Cada uno de nosotros aportaba una sinopsis: “alguien quiere algo y alguien o algo se lo impide”. Gabo, por su parte, pedía que trenzáramos una historia con otra, cruzando el destino de los personajes, teniendo como objetivo común, el hallazgo de una historia inolvidable, pero, sobre todo, verosímil.
–No importa que el personaje salga volando, el asunto es hacerlo creíble –nos dijo una mañana Gabriel García Márquez, con sus sandalias de cuero, short azul, camisa de lino y pelo encaracolado.
A su lado leí lo que nunca imaginé tener entre las manos, ediciones príncipes, firmadas por grandes autores. Sus recomendaciones, basadas en una variada gama de literatura que descubrí a los veinte años, desde su discurso Nobel, hasta la obra de William Faulkner, ha sido la base de toda mi literatura.
Conocer a su esposa, Mercedes, fue la verdadera clase magistral, y tenerlos cerca por tanto tiempo, un reto de crecimiento y un gran ejercicio de rigor, entrenamiento profesional y humano. Entrar y salir a sus vidas, conversar de arte y política con absoluta libertad, como nunca pude hacerlo en mi propio país, deshaciendo “mitos revolucionarios”, que él había dado por ciertos, apreciar su capacidad de trabajo y su fascinación por el universo latinoamericano, un gran regalo de la vida.
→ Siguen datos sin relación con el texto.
use chrono::{DateTime, Utc};
use serde::{Deserialize, Serialize};

/// Machine-readable outcome of one migration run.
#[derive(Debug, Clone, Serialize, Deserialize)]
pub struct MigrationReport {
    pub schema: String,
    pub tool: ToolInfo,
    pub run: RunInfo,

    /// True when nothing was written to disk.
    pub dry_run: bool,

    /// Directive blocks in merge order; later entries won on collisions.
    #[serde(default)]
    pub sources: Vec<DirectiveSourceRef>,

    pub summary: MigrationSummary,

    /// Only files whose import block changed are listed.
    #[serde(default)]
    pub files: Vec<FileResult>,
}

impl MigrationReport {
    pub fn new(tool: ToolInfo, dry_run: bool) -> Self {
        Self {
            schema: crate::schema::PKGMOVE_REPORT_V1.to_string(),
            tool,
            run: RunInfo {
                started_at: Utc::now(),
                ended_at: None,
            },
            dry_run,
            sources: vec![],
            summary: MigrationSummary::default(),
            files: vec![],
        }
    }
}

#[derive(Debug, Clone, Serialize, Deserialize)]
pub struct ToolInfo {
    pub name: String,

    #[serde(default, skip_serializing_if = "Option::is_none")]
    pub version: Option<String>,
}

#[derive(Debug, Clone, Serialize, Deserialize)]
pub struct RunInfo {
    pub started_at: DateTime<Utc>,

    #[serde(default, skip_serializing_if = "Option::is_none")]
    pub ended_at: Option<DateTime<Utc>>,
}

#[derive(Debug, Clone, PartialEq, Eq, Serialize, Deserialize)]
pub struct DirectiveSourceRef {
    /// Resource path, or `<additional>` for user-supplied text.
    pub origin: String,
    pub directives: u64,
}

#[derive(Debug, Clone, Default, PartialEq, Eq, Serialize, Deserialize)]
pub struct MigrationSummary {
    /// Entries in the merged directive map.
    pub directives: u64,
    pub files_scanned: u64,
    pub files_changed: u64,
    pub files_written: u64,
}

#[derive(Debug, Clone, PartialEq, Eq, Serialize, Deserialize)]
pub struct FileResult {
    pub path: String,
    pub status: FileStatus,
    pub imports_before: u64,
    pub imports_after: u64,

    #[serde(default, skip_serializing_if = "Option::is_none")]
    pub backup_path: Option<String>,
}

#[derive(Debug, Clone, Copy, PartialEq, Eq, Serialize, Deserialize)]
#[serde(rename_all = "snake_case")]
pub enum FileStatus {
    /// Rewritten on disk.
    Rewritten,
    /// Would be rewritten; dry-run.
    Pending,
}
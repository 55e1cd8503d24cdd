//! End-to-end scenarios for directive merging, repair and rewriting.

use pkgmove_domain::{
    DirectiveBlock, DirectiveMap, Rewrite, repair, repair_sequence, rewrite_lines,
};
use pkgmove_types::{Directive, DirectiveKind, ImportSpec};
use pretty_assertions::assert_eq;

fn spec(text: &str) -> ImportSpec {
    ImportSpec::parse(text).expect("valid import spec")
}

fn map_of(blocks: &[&str]) -> DirectiveMap {
    let blocks: Vec<DirectiveBlock> = blocks
        .iter()
        .enumerate()
        .map(|(i, text)| DirectiveBlock::new(format!("block-{i}"), *text))
        .collect();
    DirectiveMap::from_blocks(&blocks).expect("valid blocks")
}

fn rendered(specs: impl IntoIterator<Item = ImportSpec>) -> Vec<String> {
    specs.into_iter().map(|s| s.to_string()).collect()
}

fn scenario_map() -> DirectiveMap {
    map_of(&["MOVE com.old.Test -> com.new.Test\nREPLACE com.old.stillExists -> com.new.stillExists"])
}

#[test]
fn exact_move_resolves_to_target() {
    let map = map_of(&["MOVE com.old.Test -> com.new.Test"]);
    assert_eq!(rendered(repair(&spec("com.old.Test"), &map)), vec!["com.new.Test"]);
}

#[test]
fn wildcard_gains_moved_scope_and_replaced_symbol() {
    assert_eq!(
        rendered(repair(&spec("com.old.*"), &scenario_map())),
        vec!["com.new.*", "com.new.stillExists", "com.old.*"]
    );
}

#[test]
fn file_rewrite_puts_new_targets_before_retained_wildcard() {
    let lines = ["package p", "import com.old.*", "", "fun f(){}"];
    let Rewrite::Rewritten(out) = rewrite_lines(&lines, &scenario_map()).expect("rewrite") else {
        panic!("expected a rewrite");
    };
    assert_eq!(
        out.lines,
        vec![
            "package p",
            "import com.new.*",
            "import com.new.stillExists",
            "import com.old.*",
            "",
            "fun f(){}",
        ]
    );
}

#[test]
fn free_form_connective_matches_keyword_form() {
    let prose = Directive::parse("com.old.A moved to com.new.A").expect("parse");
    let keyword = Directive::parse("MOVE com.old.A -> com.new.A").expect("parse");
    assert_eq!(prose.from, keyword.from);
    assert_eq!(prose.to, keyword.to);
    // No keyword means replace.
    assert_eq!(prose.kind, DirectiveKind::Replace);
    assert_eq!(keyword.kind, DirectiveKind::Move);
}

#[test]
fn move_widens_and_replace_stays_exact_under_wildcard() {
    let map = map_of(&["MOVE pkg.X -> pkg2.X\nREPLACE pkg.Y -> pkg3.Y"]);
    let out = repair(&spec("pkg.*"), &map);
    assert!(out.contains(&spec("pkg2.*")));
    assert!(!out.contains(&spec("pkg2.X")));
    assert!(out.contains(&spec("pkg3.Y")));
    assert!(!out.contains(&spec("pkg3.*")));
}

#[test]
fn user_block_overrides_metadata_blocks() {
    let map = map_of(&[
        "MOVE com.old.X -> com.lib1.X",
        "MOVE com.old.X -> com.lib2.X\nMOVE com.old.Y -> com.lib2.Y",
        "REPLACE com.old.X -> com.user.X",
    ]);
    assert_eq!(map.len(), 2);
    assert_eq!(rendered(repair(&spec("com.old.X"), &map)), vec!["com.user.X"]);
    assert_eq!(rendered(repair(&spec("com.old.Y"), &map)), vec!["com.lib2.Y"]);
}

#[test]
fn relocated_symbol_into_imported_wildcard_appears_once() {
    let map = map_of(&["MOVE com.old.Test -> com.new.Test"]);
    let out = repair_sequence(&[spec("com.new.*"), spec("com.old.*")], &map);
    assert_eq!(rendered(out), vec!["com.new.*", "com.old.*"]);
}

#[test]
fn second_run_is_a_no_op() {
    let map = scenario_map();
    let lines = ["package p", "import com.old.Test", "import com.old.stillExists", "class X"];
    let Rewrite::Rewritten(first) = rewrite_lines(&lines, &map).expect("first run") else {
        panic!("expected a rewrite");
    };
    assert_eq!(
        rewrite_lines(&first.lines, &map).expect("second run"),
        Rewrite::Unchanged
    );
}
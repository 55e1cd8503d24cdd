use crate::error::ParseError;
use serde::{Deserialize, Serialize};
use std::cmp::Ordering;
use std::fmt;
use std::str::FromStr;

/// One qualified import reference, e.g. `com.example.Owner.member as alias`.
///
/// The textual grammar is:
///
/// ```text
/// pkg.seg.seg.Member
/// pkg.seg.Owner.member
/// pkg.seg.*
/// pkg.seg.Owner.*
/// <any-of-the-above> as Identifier
/// ```
///
/// Segments that start with a lowercase letter form the package; the first segment that does not
/// ends it. A spec without an `element` is scope-only: a wildcard over the package or owner.
///
/// Specs are totally ordered by their fully qualified name first, then by owner chain, element and
/// alias. Range queries in the directive map rely on the fqn-first order.
#[derive(Debug, Clone, PartialEq, Eq, Hash, Serialize, Deserialize)]
#[serde(into = "String", try_from = "String")]
pub struct ImportSpec {
    /// Dot-joined lowercase-leading segments.
    pub package: String,

    /// Capitalized segments naming enclosing types or objects, outermost first.
    pub owners: Vec<String>,

    /// The imported member or class. `None` means "everything in this scope".
    pub element: Option<String>,

    /// Local name given with ` as `.
    pub alias: Option<String>,
}

impl ImportSpec {
    pub fn new(package: impl Into<String>, owners: Vec<String>, element: Option<String>) -> Self {
        Self {
            package: package.into(),
            owners,
            element,
            alias: None,
        }
    }

    pub fn with_alias(mut self, alias: impl Into<String>) -> Self {
        self.alias = Some(alias.into());
        self
    }

    /// Parse one import spec. Surrounding whitespace is ignored.
    pub fn parse(text: &str) -> Result<Self, ParseError> {
        let text = text.trim();
        if text.is_empty() {
            return Err(ParseError::Empty);
        }

        let (path, rest) = match text.split_once(char::is_whitespace) {
            Some((path, rest)) => (path, Some(rest)),
            None => (text, None),
        };
        let alias = rest.map(|rest| parse_alias(text, rest)).transpose()?;

        let segments: Vec<&str> = path.split('.').collect();
        if segments.iter().any(|s| s.is_empty()) {
            return Err(ParseError::EmptySegment {
                text: text.to_string(),
            });
        }
        let last = segments.len() - 1;
        if segments[..last].contains(&"*") {
            return Err(ParseError::MisplacedWildcard {
                text: text.to_string(),
            });
        }

        let run = segments
            .iter()
            .take_while(|s| **s == "*" || starts_lowercase(s))
            .count();
        let lower: Vec<&str> = segments[..run].iter().copied().filter(|s| *s != "*").collect();
        let after: Vec<&str> = segments[run..].iter().copied().filter(|s| *s != "*").collect();

        let missing_package = || ParseError::MissingPackage {
            text: text.to_string(),
        };

        let mut spec = if segments[last] == "*" {
            if lower.is_empty() {
                return Err(missing_package());
            }
            ImportSpec::new(lower.join("."), owned_segments(&after), None)
        } else if let Some((element, owners)) = after.split_last() {
            if lower.is_empty() {
                return Err(missing_package());
            }
            ImportSpec::new(lower.join("."), owned_segments(owners), Some(element.to_string()))
        } else {
            match lower.split_last() {
                Some((element, package)) if !package.is_empty() => {
                    ImportSpec::new(package.join("."), Vec::new(), Some(element.to_string()))
                }
                _ => return Err(missing_package()),
            }
        };
        spec.alias = alias;
        Ok(spec)
    }

    /// True when the spec names no element: a wildcard over its package or owner.
    pub fn is_scope_only(&self) -> bool {
        self.element.is_none()
    }

    /// Fully qualified name, ending in `.*` for scope-only specs. The alias is not included.
    pub fn fqn(&self) -> String {
        self.fqn_pieces().collect()
    }

    /// The same reference without its alias. Directive lookups are keyed on this form.
    pub fn without_alias(&self) -> ImportSpec {
        ImportSpec {
            alias: None,
            ..self.clone()
        }
    }

    /// The enclosing scope of this reference as a wildcard import.
    pub fn widened(&self) -> ImportSpec {
        ImportSpec {
            element: None,
            alias: None,
            ..self.clone()
        }
    }

    fn fqn_pieces(&self) -> impl Iterator<Item = &str> {
        std::iter::once(self.package.as_str())
            .chain(self.owners.iter().flat_map(|o| [".", o.as_str()]))
            .chain([".", self.element.as_deref().unwrap_or("*")])
    }

    fn owner_bytes(&self) -> impl Iterator<Item = u8> {
        self.owners.iter().enumerate().flat_map(|(i, o)| {
            let sep: &[u8] = if i == 0 { b"" } else { b"." };
            sep.iter().copied().chain(o.bytes())
        })
    }
}

fn starts_lowercase(segment: &str) -> bool {
    segment.chars().next().is_some_and(char::is_lowercase)
}

fn owned_segments(segments: &[&str]) -> Vec<String> {
    segments.iter().map(|s| s.to_string()).collect()
}

fn parse_alias(text: &str, rest: &str) -> Result<String, ParseError> {
    let Some(alias) = rest.trim().strip_prefix("as") else {
        return Err(ParseError::UnexpectedText {
            text: text.to_string(),
        });
    };
    if !alias.starts_with(char::is_whitespace) {
        return Err(ParseError::UnexpectedText {
            text: text.to_string(),
        });
    }
    let alias = alias.trim();
    if alias.is_empty() || alias.contains(char::is_whitespace) {
        return Err(ParseError::InvalidAlias {
            text: text.to_string(),
        });
    }
    Ok(alias.to_string())
}

impl Ord for ImportSpec {
    fn cmp(&self, other: &Self) -> Ordering {
        self.fqn_pieces()
            .flat_map(str::bytes)
            .cmp(other.fqn_pieces().flat_map(str::bytes))
            .then_with(|| self.owner_bytes().cmp(other.owner_bytes()))
            .then_with(|| self.element.cmp(&other.element))
            .then_with(|| self.alias.cmp(&other.alias))
    }
}

impl PartialOrd for ImportSpec {
    fn partial_cmp(&self, other: &Self) -> Option<Ordering> {
        Some(self.cmp(other))
    }
}

impl fmt::Display for ImportSpec {
    fn fmt(&self, f: &mut fmt::Formatter<'_>) -> fmt::Result {
        for piece in self.fqn_pieces() {
            f.write_str(piece)?;
        }
        if let Some(alias) = &self.alias {
            write!(f, " as {alias}")?;
        }
        Ok(())
    }
}

impl FromStr for ImportSpec {
    type Err = ParseError;

    fn from_str(s: &str) -> Result<Self, Self::Err> {
        ImportSpec::parse(s)
    }
}

impl TryFrom<String> for ImportSpec {
    type Error = ParseError;

    fn try_from(value: String) -> Result<Self, Self::Error> {
        ImportSpec::parse(&value)
    }
}

impl From<ImportSpec> for String {
    fn from(spec: ImportSpec) -> Self {
        spec.to_string()
    }
}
Días después de su muerte, un periódico español me encargó un grupo de reseñas sobre mis libros preferidos de Gabo. Al intentar escribirlas, me percaté de que había pasado demasiado tiempo con el ser humano y que debía volver a su literatura. Caminando por la Ciudad de México, hundida en la tristeza, me pregunté: “¿A quién extraño más, a quien siento como un padre o al escritor y Premio Nobel de Literatura?”. La respuesta era clara, a Gabo, el maestro, que, en su grandeza, lo contiene todo.